En dépit d’un regain d’intérêt lors du Covid à la faveur de la suspension des échanges commerciaux, le bois local – la valorisation des massifs forestiers à l’échelle régionale – reste largement sous-utilisé dans le secteur du bâtiment et de l’aménagement en France. Des arbres autrefois valorisés en bois d’œuvre pour la construction et l’ameublement sont engloutis dans la filière bois-énergie, quand leurs troncs ne sont pas exportés tels quels, pour être transformés ailleurs. Le cercle est vicieux : fermeture des scieries, inadaptation des outils et des savoir-faire de transformation, homogénéisation des peuplements, etc.

Un dossier de Christophe Tréhet, pour le 18ème numéro de la revue Sesame (décembre 2025)

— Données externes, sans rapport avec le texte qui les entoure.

//! Visit operation
//!
//! This module defines the injected "perform one visit" capability the
//! dispatch core schedules, together with the outcome and error taxonomy the
//! retry policy reasons about, and the production HTTP implementation.

mod http;
mod useragent;

pub use http::{build_http_client, HttpVisitor, HttpVisitorFactory};
pub use useragent::UserAgentPool;

use crate::RevisitError;
use async_trait::async_trait;
use std::time::Duration;

/// Error classification for a failed visit attempt
///
/// The retry policy escalates backoff for transient network and TLS faults,
/// and moves on quickly for everything else.
#[derive(Debug, Clone, Copy, PartialEq, Eq, Hash)]
pub enum ErrorClass {
    /// The attempt exceeded its time budget
    Timeout,

    /// Connection refused/reset or TLS handshake failure
    ConnectionOrHandshake,

    /// Any other fault, including resource acquisition errors
    Other,
}

/// Result of one visit attempt
#[derive(Debug, Clone)]
pub enum VisitOutcome {
    /// The visit completed
    Success {
        /// HTTP status code (or equivalent) of the final response
        status_code: u16,
        /// Wall time the attempt took
        elapsed: Duration,
    },

    /// The visit failed
    Failure {
        /// Error classification used by the retry policy
        class: ErrorClass,
        /// Human-readable error description
        message: String,
    },
}

impl VisitOutcome {
    pub fn is_success(&self) -> bool {
        matches!(self, VisitOutcome::Success { .. })
    }

    /// The error class of a failure, if this outcome is one
    pub fn error_class(&self) -> Option<ErrorClass> {
        match self {
            VisitOutcome::Success { .. } => None,
            VisitOutcome::Failure { class, .. } => Some(*class),
        }
    }
}

/// One visit capability, owned by a single worker
///
/// Attempts within a worker run strictly sequentially, so implementations may
/// keep per-session mutable state (cookies, connection pools) without
/// internal locking. That state must never be shared across workers.
#[async_trait]
pub trait Visitor: Send {
    /// Performs one visit attempt
    ///
    /// Never returns an error: every fault is folded into a classified
    /// [`VisitOutcome::Failure`]. Implementations bound their own duration.
    async fn visit(&mut self) -> VisitOutcome;

    /// Resets per-visit session state between sequential visits
    ///
    /// Cheap by contract; called between visits, not after the last one.
    fn reset(&mut self) {}

    /// Releases resources owned by this visitor
    ///
    /// Called exactly once when the owning worker finishes its quota.
    /// Implementations log and swallow release faults.
    async fn close(&mut self) {}
}

/// Factory producing one visitor per worker
///
/// Per-worker construction is what partitions connection pools and session
/// state; it is a correctness requirement, not an optimization.
#[async_trait]
pub trait VisitorFactory: Send + Sync {
    async fn create(&self, worker_index: usize) -> Result<Box<dyn Visitor>, RevisitError>;
}
//! Revisit main entry point
//!
//! This is the command-line interface for the Revisit visit generator.

use clap::Parser;
use revisit::config::load_config_with_hash;
use revisit::dispatch::{run_visits, shutdown_channel};
use revisit::output::print_summary;
use std::path::PathBuf;
use tracing_subscriber::EnvFilter;

/// Revisit: a concurrent repeated-visit generator
///
/// Revisit dispatches a fixed number of visits to a target URL across a
/// bounded worker pool, retrying transient failures with escalating backoff
/// and pausing cooperatively when the host is under CPU pressure.
#[derive(Parser, Debug)]
#[command(name = "revisit")]
#[command(version = "1.0.0")]
#[command(about = "A concurrent repeated-visit generator", long_about = None)]
struct Cli {
    /// Path to TOML configuration file
    #[arg(value_name = "CONFIG")]
    config: PathBuf,

    /// Increase logging verbosity (-v, -vv, -vvv)
    #[arg(short, long, action = clap::ArgAction::Count)]
    verbose: u8,

    /// Suppress non-error output
    #[arg(short, long, conflicts_with = "verbose")]
    quiet: bool,

    /// Validate config and show the visit plan without running it
    #[arg(long)]
    dry_run: bool,
}

#[tokio::main]
async fn main() -> anyhow::Result<()> {
    let cli = Cli::parse();

    // Setup logging based on verbosity
    setup_logging(cli.verbose, cli.quiet);

    // Load and validate configuration
    tracing::info!("Loading configuration from: {}", cli.config.display());
    let (config, config_hash) = match load_config_with_hash(&cli.config) {
        Ok((cfg, hash)) => {
            tracing::info!("Configuration loaded successfully (hash: {})", hash);
            (cfg, hash)
        }
        Err(e) => {
            tracing::error!("Failed to load configuration: {}", e);
            return Err(e.into());
        }
    };

    if cli.dry_run {
        handle_dry_run(&config, &config_hash);
        return Ok(());
    }

    handle_run(config).await
}

/// Sets up the logging/tracing subscriber based on verbosity level
fn setup_logging(verbose: u8, quiet: bool) {
    let filter = if quiet {
        // Only show errors
        EnvFilter::new("error")
    } else {
        match verbose {
            0 => EnvFilter::new("revisit=info,warn"),
            1 => EnvFilter::new("revisit=debug,info"),
            2 => EnvFilter::new("revisit=trace,debug"),
            _ => EnvFilter::new("trace"),
        }
    };

    tracing_subscriber::fmt()
        .with_env_filter(filter)
        .with_target(false)
        .with_thread_ids(false)
        .with_file(false)
        .init();
}

/// Handles the --dry-run mode: validates config and shows the visit plan
fn handle_dry_run(config: &revisit::config::Config, config_hash: &str) {
    use revisit::dispatch::partition;

    println!("=== Revisit Dry Run ===\n");

    println!("Visit Plan:");
    println!("  Target URL: {}", config.visit.target_url);
    println!("  Total visits: {}", config.visit.total_visits);
    println!("  Workers: {}", config.visit.workers);
    println!("  Max retries per visit: {}", config.visit.max_retries);

    println!("\nThrottling:");
    println!(
        "  CPU pause threshold: {:.1}%",
        config.throttle.cpu_threshold_percent
    );
    println!(
        "  Sample interval: {}ms",
        config.throttle.sample_interval_ms
    );
    println!("  Pause poll: {}ms", config.throttle.pause_poll_ms);

    println!("\nHTTP:");
    println!(
        "  Request timeout: {}s",
        config.http.request_timeout_secs
    );
    println!(
        "  Connect timeout: {}s",
        config.http.connect_timeout_secs
    );
    if config.http.user_agents.is_empty() {
        println!("  User agents: built-in list");
    } else {
        println!("  User agents: {} configured", config.http.user_agents.len());
    }

    let quotas = partition(config.visit.total_visits, config.visit.workers);
    let active = quotas.iter().filter(|q| q.assigned_count > 0).count();
    println!("\nWorker Quotas ({} active):", active);
    for quota in quotas.iter().filter(|q| q.assigned_count > 0) {
        println!("  worker {}: {} visits", quota.worker_index, quota.assigned_count);
    }

    println!("\nConfig hash: {}", config_hash);
    println!("\n✓ Configuration is valid");
}

/// Handles the main run: wires Ctrl-C to graceful draining
async fn handle_run(config: revisit::config::Config) -> anyhow::Result<()> {
    tracing::info!(
        "Visiting {} a total of {} times with {} workers",
        config.visit.target_url,
        config.visit.total_visits,
        config.visit.workers
    );

    let (sender, token) = shutdown_channel();

    tokio::spawn(async move {
        if tokio::signal::ctrl_c().await.is_ok() {
            tracing::info!("Interrupt received, draining workers before reporting");
            sender.shutdown();
        }
    });

    let summary = run_visits(config, token).await?;

    print_summary(&summary);

    Ok(())
}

« A gauche, là, vous voyez les frumes [NDLR : les troncs coupés], au fond, la scierie où elles sont apportées en fonction des commandes et, après, les produits ressortent à droite pour le stockage avant livraison. » Le visiteur de la scierie Sefob, à Saint-Maclou dans l’Eure, est accueilli par ces explications face aux poteaux, lisses, montants d’ossature, lames de bardage et de terrasse et autres lambourdes alignés dans le vaste espace dédié. Créée en 1962 par son grand-père, l’entreprise que gère aujourd’hui Patrice Gastebois est l’une des plus importantes pour l’exploitation et la transformation des résineux dans le Nord-Ouest, lesquels n’occupent pourtant que 15 % du volume de bois sur pied. C’est que les conifères, à l’inverse des feuillus, sont très majoritaires dans la construction, avec une espèce qui gagne en notoriété, le pin de Douglas : « Les volumes accessibles de cette essence ont explosé car les arbres plantés dans les années 1960 et 1970 sont arrivés à maturité, explique Patrice Gastebois. Du fait de ses qualités mécaniques et de sa résistance naturelle aux insectes et aux champignons, la demande a augmenté, notamment avec l’essor de l’ossature bois comme technique de construction. »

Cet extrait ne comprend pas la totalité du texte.